-- TASK DETAILS --
For the listing below, work out the number of lines that hold "trim" and return that number alone.

-- INFORMATION GIVEN --
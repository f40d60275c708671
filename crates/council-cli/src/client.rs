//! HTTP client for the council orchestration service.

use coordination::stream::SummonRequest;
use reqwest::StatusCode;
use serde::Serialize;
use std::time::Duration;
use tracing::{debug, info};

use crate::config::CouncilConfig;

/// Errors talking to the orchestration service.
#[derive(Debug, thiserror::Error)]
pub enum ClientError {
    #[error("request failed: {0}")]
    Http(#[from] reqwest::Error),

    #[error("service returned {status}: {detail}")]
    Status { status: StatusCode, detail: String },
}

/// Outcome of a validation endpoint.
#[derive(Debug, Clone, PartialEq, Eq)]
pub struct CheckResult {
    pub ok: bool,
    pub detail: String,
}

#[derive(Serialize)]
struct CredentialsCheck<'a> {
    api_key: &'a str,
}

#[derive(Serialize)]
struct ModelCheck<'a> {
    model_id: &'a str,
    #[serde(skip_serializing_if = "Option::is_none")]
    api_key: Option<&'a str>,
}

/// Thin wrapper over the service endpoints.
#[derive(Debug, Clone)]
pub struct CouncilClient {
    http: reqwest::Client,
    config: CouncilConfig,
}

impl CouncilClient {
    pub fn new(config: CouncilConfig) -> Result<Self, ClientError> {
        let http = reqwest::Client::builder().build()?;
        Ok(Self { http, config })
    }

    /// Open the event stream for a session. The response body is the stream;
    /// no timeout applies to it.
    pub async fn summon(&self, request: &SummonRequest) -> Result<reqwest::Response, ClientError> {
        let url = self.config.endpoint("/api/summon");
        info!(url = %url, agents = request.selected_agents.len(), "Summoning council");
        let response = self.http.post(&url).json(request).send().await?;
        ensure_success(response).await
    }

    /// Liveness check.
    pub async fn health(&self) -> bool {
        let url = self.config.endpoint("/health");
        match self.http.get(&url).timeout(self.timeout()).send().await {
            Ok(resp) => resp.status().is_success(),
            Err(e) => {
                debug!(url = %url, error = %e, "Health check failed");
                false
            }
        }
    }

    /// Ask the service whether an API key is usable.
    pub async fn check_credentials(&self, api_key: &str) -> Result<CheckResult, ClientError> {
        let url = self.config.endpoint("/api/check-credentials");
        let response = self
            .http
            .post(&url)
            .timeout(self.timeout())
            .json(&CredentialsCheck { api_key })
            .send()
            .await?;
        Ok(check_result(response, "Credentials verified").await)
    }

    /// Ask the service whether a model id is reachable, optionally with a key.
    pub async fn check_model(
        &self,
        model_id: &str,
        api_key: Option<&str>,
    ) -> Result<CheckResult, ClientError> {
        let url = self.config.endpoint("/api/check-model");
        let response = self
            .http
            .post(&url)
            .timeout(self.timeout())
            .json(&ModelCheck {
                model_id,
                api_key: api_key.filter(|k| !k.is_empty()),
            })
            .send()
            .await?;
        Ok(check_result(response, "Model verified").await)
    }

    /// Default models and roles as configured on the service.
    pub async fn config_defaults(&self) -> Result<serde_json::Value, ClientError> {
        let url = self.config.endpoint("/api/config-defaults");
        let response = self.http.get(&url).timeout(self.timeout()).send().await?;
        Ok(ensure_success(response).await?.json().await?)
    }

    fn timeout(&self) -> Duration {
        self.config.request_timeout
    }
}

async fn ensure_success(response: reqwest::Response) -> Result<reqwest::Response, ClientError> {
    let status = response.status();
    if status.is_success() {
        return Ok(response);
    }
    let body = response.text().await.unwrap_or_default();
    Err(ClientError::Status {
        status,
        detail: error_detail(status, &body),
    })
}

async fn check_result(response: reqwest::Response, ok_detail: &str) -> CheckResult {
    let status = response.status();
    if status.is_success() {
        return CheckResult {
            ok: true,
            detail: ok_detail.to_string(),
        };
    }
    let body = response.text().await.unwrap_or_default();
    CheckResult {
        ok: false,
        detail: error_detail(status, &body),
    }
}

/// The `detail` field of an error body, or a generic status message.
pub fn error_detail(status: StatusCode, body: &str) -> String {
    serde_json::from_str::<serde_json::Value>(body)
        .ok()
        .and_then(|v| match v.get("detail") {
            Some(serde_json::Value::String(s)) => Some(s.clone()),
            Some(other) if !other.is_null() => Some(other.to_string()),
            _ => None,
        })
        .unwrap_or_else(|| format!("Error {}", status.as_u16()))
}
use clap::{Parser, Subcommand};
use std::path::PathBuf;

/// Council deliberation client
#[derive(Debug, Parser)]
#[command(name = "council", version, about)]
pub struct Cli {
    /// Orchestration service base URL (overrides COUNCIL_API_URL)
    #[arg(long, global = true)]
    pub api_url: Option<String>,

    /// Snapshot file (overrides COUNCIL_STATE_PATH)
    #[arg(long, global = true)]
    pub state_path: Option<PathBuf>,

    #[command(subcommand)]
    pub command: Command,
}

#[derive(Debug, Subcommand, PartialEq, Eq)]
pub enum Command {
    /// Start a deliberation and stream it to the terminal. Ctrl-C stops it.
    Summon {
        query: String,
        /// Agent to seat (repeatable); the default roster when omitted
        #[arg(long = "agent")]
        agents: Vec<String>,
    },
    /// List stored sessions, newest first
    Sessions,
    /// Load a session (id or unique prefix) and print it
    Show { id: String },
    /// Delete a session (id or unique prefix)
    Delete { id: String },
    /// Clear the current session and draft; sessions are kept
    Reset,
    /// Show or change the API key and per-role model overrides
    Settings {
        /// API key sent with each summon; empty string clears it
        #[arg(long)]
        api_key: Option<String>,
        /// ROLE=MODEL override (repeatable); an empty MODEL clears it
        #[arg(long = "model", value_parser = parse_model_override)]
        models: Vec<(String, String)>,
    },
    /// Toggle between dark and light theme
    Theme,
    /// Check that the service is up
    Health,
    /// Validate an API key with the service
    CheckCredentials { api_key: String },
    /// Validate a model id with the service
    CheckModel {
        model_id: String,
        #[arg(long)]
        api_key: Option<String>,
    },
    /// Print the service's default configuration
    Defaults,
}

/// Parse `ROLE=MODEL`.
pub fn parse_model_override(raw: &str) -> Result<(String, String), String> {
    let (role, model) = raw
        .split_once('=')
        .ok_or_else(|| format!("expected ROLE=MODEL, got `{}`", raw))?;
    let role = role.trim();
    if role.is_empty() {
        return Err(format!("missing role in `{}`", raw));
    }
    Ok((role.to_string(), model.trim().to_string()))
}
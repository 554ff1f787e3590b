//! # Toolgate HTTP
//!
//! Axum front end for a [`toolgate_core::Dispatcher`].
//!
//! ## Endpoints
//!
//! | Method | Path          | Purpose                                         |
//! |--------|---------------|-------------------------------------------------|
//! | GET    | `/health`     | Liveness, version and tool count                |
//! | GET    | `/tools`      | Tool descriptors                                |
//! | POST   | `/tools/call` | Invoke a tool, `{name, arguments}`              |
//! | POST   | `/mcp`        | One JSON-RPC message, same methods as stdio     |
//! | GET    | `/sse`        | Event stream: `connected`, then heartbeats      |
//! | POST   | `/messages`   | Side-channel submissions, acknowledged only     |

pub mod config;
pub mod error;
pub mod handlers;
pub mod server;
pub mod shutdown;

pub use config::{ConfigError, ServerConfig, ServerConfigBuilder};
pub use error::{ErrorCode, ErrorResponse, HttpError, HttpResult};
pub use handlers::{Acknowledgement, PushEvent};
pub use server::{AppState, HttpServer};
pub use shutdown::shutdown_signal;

-- ANSWER BOX --
2